Data extract:
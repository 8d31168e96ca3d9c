//! Run-length records for persisting per-cell style references

use std::collections::BTreeMap;

use crate::error::{Error, Result};

/// One persisted run of identical style references down a column
#[derive(Debug, Clone, Copy, PartialEq, Eq)]
#[cfg_attr(feature = "serde", derive(serde::Serialize, serde::Deserialize))]
pub struct StyleRunRecord {
    /// First row of the run
    pub row: u32,
    /// Column of the run
    pub column: u32,
    /// Style table index
    #[cfg_attr(feature = "serde", serde(rename = "ref"))]
    pub style: u32,
    /// Number of cells in the run; absent for a single cell
    #[cfg_attr(
        feature = "serde",
        serde(default, skip_serializing_if = "Option::is_none")
    )]
    pub run_length: Option<u32>,
}

impl StyleRunRecord {
    /// Number of cells this record stands for
    pub fn len(&self) -> u32 {
        self.run_length.unwrap_or(1)
    }

    /// Check whether the record covers no cell (never true for emitted records)
    pub fn is_empty(&self) -> bool {
        self.len() == 0
    }

    /// Last row covered
    ///
    /// Fails for an empty run or one reaching past `u32::MAX`.
    pub fn last_row(&self) -> Result<u32> {
        self.len()
            .checked_sub(1)
            .and_then(|extra| self.row.checked_add(extra))
            .ok_or_else(|| {
                Error::InvalidRange(format!(
                    "run of {} cell(s) from row {} in column {}",
                    self.len(),
                    self.row,
                    self.column
                ))
            })
    }
}

/// Encode per-column style references as vertical runs
///
/// `columns` maps column → row → style index. Each column is scanned top to
/// bottom; consecutive rows holding the same index collapse into one record.
/// Index 0 (the empty style) is not persisted.
pub fn compress_cell_styles(columns: &BTreeMap<u32, BTreeMap<u32, u32>>) -> Vec<StyleRunRecord> {
    let mut records = Vec::new();

    for (&column, rows) in columns {
        let mut current: Option<(u32, u32, u32)> = None; // (start row, style, length)

        for (&row, &style) in rows {
            if style == 0 {
                continue;
            }
            current = match current {
                Some((start, s, len)) if s == style && start + len == row => {
                    Some((start, s, len + 1))
                }
                previous => {
                    if let Some(run) = previous {
                        records.push(run_record(column, run));
                    }
                    Some((row, style, 1))
                }
            };
        }

        if let Some(run) = current {
            records.push(run_record(column, run));
        }
    }

    records
}

fn run_record(column: u32, (row, style, len): (u32, u32, u32)) -> StyleRunRecord {
    StyleRunRecord {
        row,
        column,
        style,
        run_length: (len > 1).then_some(len),
    }
}

/// Decode run records back into column → row → style index
///
/// Empty runs and runs running off the last row are rejected.
pub fn expand_cell_styles(
    records: &[StyleRunRecord],
) -> Result<BTreeMap<u32, BTreeMap<u32, u32>>> {
    let mut columns: BTreeMap<u32, BTreeMap<u32, u32>> = BTreeMap::new();
    for record in records {
        let last = record.last_row()?;
        let rows = columns.entry(record.column).or_default();
        for row in record.row..=last {
            rows.insert(row, record.style);
        }
    }
    Ok(columns)
}

#[cfg(test)]
mod tests {
    use super::*;
    use pretty_assertions::assert_eq;

    fn column(entries: &[(u32, u32)]) -> BTreeMap<u32, u32> {
        entries.iter().copied().collect()
    }

    #[test]
    fn test_runs_collapse_vertically() {
        let columns = BTreeMap::from([
            (0, column(&[(0, 1), (1, 1), (2, 1), (3, 2)])),
            (4, column(&[(7, 3)])),
        ]);

        assert_eq!(
            compress_cell_styles(&columns),
            vec![
                StyleRunRecord { row: 0, column: 0, style: 1, run_length: Some(3) },
                StyleRunRecord { row: 3, column: 0, style: 2, run_length: None },
                StyleRunRecord { row: 7, column: 4, style: 3, run_length: None },
            ]
        );
    }

    #[test]
    fn test_gap_breaks_run() {
        let columns = BTreeMap::from([(1, column(&[(0, 5), (2, 5)]))]);
        let records = compress_cell_styles(&columns);
        assert_eq!(records.len(), 2);
        assert!(records.iter().all(|r| r.run_length.is_none()));
    }

    #[test]
    fn test_never_larger_than_cells() {
        let columns = BTreeMap::from([
            (0, column(&[(0, 1), (1, 2), (2, 1), (3, 1)])),
            (1, column(&[(0, 0), (5, 4)])),
        ]);
        let records = compress_cell_styles(&columns);
        let cells: usize = columns.values().map(|c| c.len()).sum();
        assert!(records.len() <= cells);

        // Expanding gives back everything but the empty-style entries
        let mut expected = columns.clone();
        expected.get_mut(&1).unwrap().remove(&0);
        assert_eq!(expand_cell_styles(&records).unwrap(), expected);
    }

    #[test]
    fn test_expand_rejects_overflowing_runs() {
        let overflow = StyleRunRecord { row: u32::MAX, column: 0, style: 1, run_length: Some(2) };
        assert!(overflow.last_row().is_err());
        assert!(matches!(expand_cell_styles(&[overflow]), Err(Error::InvalidRange(_))));

        let empty = StyleRunRecord { row: 3, column: 0, style: 1, run_length: Some(0) };
        assert!(expand_cell_styles(&[empty]).is_err());

        let edge = StyleRunRecord { row: u32::MAX, column: 2, style: 1, run_length: None };
        assert_eq!(
            expand_cell_styles(&[edge]).unwrap(),
            BTreeMap::from([(2, column(&[(u32::MAX, 1)]))])
        );
    }
}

What you will do:
When you reach the line holding "let overflow = StyleRunRecord" in the records above, begin reproducing exactly, stop after the line holding "assert!(expand_cell_styles(&[empty]).is_err());", and output nothing else.

Answer to this task:
        let overflow = StyleRunRecord { row: u32::MAX, column: 0, style: 1, run_length: Some(2) };
        assert!(overflow.last_row().is_err());
        assert!(matches!(expand_cell_styles(&[overflow]), Err(Error::InvalidRange(_))));

        let empty = StyleRunRecord { row: 3, column: 0, style: 1, run_length: Some(0) };
        assert!(expand_cell_styles(&[empty]).is_err());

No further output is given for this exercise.